- Items from a data source:

========================================

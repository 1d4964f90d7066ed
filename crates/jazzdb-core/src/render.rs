//! Rendering of query descriptors into SQL fragments.
//!
//! Identifiers are always quoted and values always bound; nothing from a
//! filter value is ever formatted into SQL text.

use crate::error::{QueryError, Result};
use crate::fragment::{quote_identifier, Fragment};
use crate::query::{ColumnRef, Join, Predicate, Query, SelectItem, WhereNode};
use crate::value::SqlValue;

fn column(column: &ColumnRef) -> Fragment {
    Fragment::column(&column.model, &column.field)
}

fn render_predicate(predicate: &Predicate) -> Fragment {
    let target = column(&predicate.column);
    match predicate.operator.sql() {
        Some(op) => target
            .then(Fragment::sql(format!(" {op} ")))
            .then(Fragment::value(predicate.value.clone())),
        None => {
            let check = if predicate.value == SqlValue::Bool(true) {
                " IS NULL"
            } else {
                " IS NOT NULL"
            };
            target.then(Fragment::sql(check))
        }
    }
}

/// Renders a where-tree. Child nodes with two or more terms are parenthesized.
#[must_use]
pub fn render_where(node: &WhereNode) -> Fragment {
    let predicates = node.predicates.iter().map(render_predicate);
    let children = node.children.iter().map(|child| {
        let rendered = render_where(child);
        if child.term_count() >= 2 {
            rendered.wrap()
        } else {
            rendered
        }
    });
    let separator = format!(" {} ", node.combinator.keyword());
    Fragment::join(predicates.chain(children), &separator)
}

fn render_join(kind: &str, join: &Join) -> Fragment {
    let mut table = Fragment::sql(format!(" {kind} ")).then(Fragment::ident(&join.model));
    if join.is_aliased() {
        table.push_sql(" AS ");
        table.append(Fragment::ident(&join.alias));
    }
    table
        .then(Fragment::sql(" ON "))
        .then(column(&join.local))
        .then(Fragment::sql(" = "))
        .then(column(&join.remote))
}

fn render_select_item(item: &SelectItem) -> Fragment {
    match item {
        SelectItem::Field { column: col, alias } => {
            let rendered = column(col);
            if *alias == col.field {
                rendered
            } else {
                rendered.then(Fragment::sql(format!(" AS {}", quote_identifier(alias))))
            }
        }
        SelectItem::Aggregate {
            function,
            column: col,
            name,
        } => {
            let argument = col.as_ref().map_or_else(|| Fragment::sql("*"), column);
            Fragment::sql(format!("{}(", function.sql()))
                .then(argument)
                .then(Fragment::sql(format!(") AS {}", quote_identifier(name))))
        }
    }
}

/// Renders `FROM "model"` followed by every join, INNER before LEFT.
fn render_from(query: &Query) -> Fragment {
    let mut from = Fragment::sql(" FROM ").then(Fragment::ident(query.primary_model()));
    for join in query.joins() {
        from.append(render_join("INNER JOIN", join));
    }
    for join in query.optional_joins() {
        from.append(render_join("LEFT JOIN", join));
    }
    from
}

fn render_where_clause(query: &Query) -> Fragment {
    match query.where_clause() {
        Some(node) => Fragment::sql(" WHERE ").then(render_where(node)),
        None => Fragment::new(),
    }
}

/// Renders a SELECT for the query.
#[must_use]
pub fn render_select(query: &Query) -> Fragment {
    let mut sql = Fragment::sql("SELECT ");
    if query.is_distinct() {
        sql.push_sql("DISTINCT ");
    }

    if query.projection().is_empty() {
        sql.push_sql(&format!("{}.*", quote_identifier(query.primary_model())));
    } else {
        sql.append(Fragment::join(
            query.projection().iter().map(render_select_item),
            ", ",
        ));
    }

    sql.append(render_from(query));
    sql.append(render_where_clause(query));

    let has_aggregate = query.projection().iter().any(SelectItem::is_aggregate);
    let grouped: Vec<Fragment> = query
        .projection()
        .iter()
        .filter_map(|item| match item {
            SelectItem::Field { column: col, .. } => Some(column(col)),
            SelectItem::Aggregate { .. } => None,
        })
        .collect();
    if has_aggregate && !grouped.is_empty() {
        sql.push_sql(" GROUP BY ");
        sql.append(Fragment::join(grouped, ", "));
    }

    if !query.order_items().is_empty() {
        sql.push_sql(" ORDER BY ");
        sql.append(Fragment::join(
            query.order_items().iter().map(|item| {
                column(&item.column).then(Fragment::sql(format!(" {}", item.direction.keyword())))
            }),
            ", ",
        ));
    }

    if let Some(limit) = query.limit_value() {
        sql.push_sql(&format!(" LIMIT {limit}"));
    }

    sql
}

/// Renders a query counting the rows the SELECT would return.
#[must_use]
pub fn render_count(query: &Query) -> Fragment {
    Fragment::sql("SELECT COUNT(*) AS \"count\" FROM (")
        .then(render_select(query))
        .then(Fragment::sql(") AS \"counted\""))
}

/// Renders the row restriction for UPDATE and DELETE.
///
/// With joins, rows are picked by primary key through a subquery since
/// neither statement can join directly.
fn render_target(query: &Query) -> Result<Fragment> {
    if !query.has_joins() {
        return Ok(render_where_clause(query));
    }

    let model = query.primary_model();
    let key = query.schema().primary_key(model)?;
    Ok(Fragment::sql(" WHERE ")
        .then(Fragment::column(model, key))
        .then(Fragment::sql(" IN (SELECT "))
        .then(Fragment::column(model, key))
        .then(render_from(query))
        .then(render_where_clause(query))
        .then(Fragment::sql(")")))
}

/// Renders an UPDATE setting `updates` on every matching row.
///
/// Returns `None` when there is nothing to set.
pub fn render_update(query: &Query, updates: &[(String, SqlValue)]) -> Result<Option<Fragment>> {
    if updates.is_empty() {
        return Ok(None);
    }

    let model = query.primary_model();
    let mut assignments = Vec::with_capacity(updates.len());
    for (field, value) in updates {
        let descriptor = query.schema().field(model, field)?;
        if !descriptor.has_column() {
            return Err(QueryError::NotWritable {
                model: model.to_string(),
                field: field.clone(),
            });
        }
        assignments.push(
            Fragment::ident(field)
                .then(Fragment::sql(" = "))
                .then(Fragment::value(value.clone())),
        );
    }

    Ok(Some(
        Fragment::sql("UPDATE ")
            .then(Fragment::ident(model))
            .then(Fragment::sql(" SET "))
            .then(Fragment::join(assignments, ", "))
            .then(render_target(query)?),
    ))
}

/// Renders a DELETE of every matching row.
pub fn render_delete(query: &Query) -> Result<Fragment> {
    Ok(Fragment::sql("DELETE FROM ")
        .then(Fragment::ident(query.primary_model()))
        .then(render_target(query)?))
}

/// Renders an insert-or-update keyed on `primary_key`, returning the key.
#[must_use]
pub fn render_upsert(model: &str, primary_key: &str, fields: &[(String, SqlValue)]) -> Fragment {
    let returning = Fragment::sql(" RETURNING ").then(Fragment::ident(primary_key));
    let insert = Fragment::sql("INSERT INTO ").then(Fragment::ident(model));

    if fields.is_empty() {
        return insert.then(Fragment::sql(" DEFAULT VALUES")).then(returning);
    }

    let columns = Fragment::join(fields.iter().map(|(name, _)| Fragment::ident(name)), ", ");
    let values = Fragment::join(
        fields.iter().map(|(_, value)| Fragment::value(value.clone())),
        ", ",
    );
    let assignments = Fragment::join(
        fields.iter().map(|(name, _)| {
            let quoted = quote_identifier(name);
            Fragment::sql(format!("{quoted} = excluded.{quoted}"))
        }),
        ", ",
    );

    insert
        .then(Fragment::sql(" ("))
        .then(columns)
        .then(Fragment::sql(") VALUES ("))
        .then(values)
        .then(Fragment::sql(") ON CONFLICT ("))
        .then(Fragment::ident(primary_key))
        .then(Fragment::sql(") DO UPDATE SET "))
        .then(assignments)
        .then(returning)
}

========================================

- TASK TO COMPLETE:
Each line of the entries where the string "children" occurs should be shown.

- OUTPUT FOR THIS TASK:
    let children = node.children.iter().map(|child| {
    Fragment::join(predicates.chain(children), &separator)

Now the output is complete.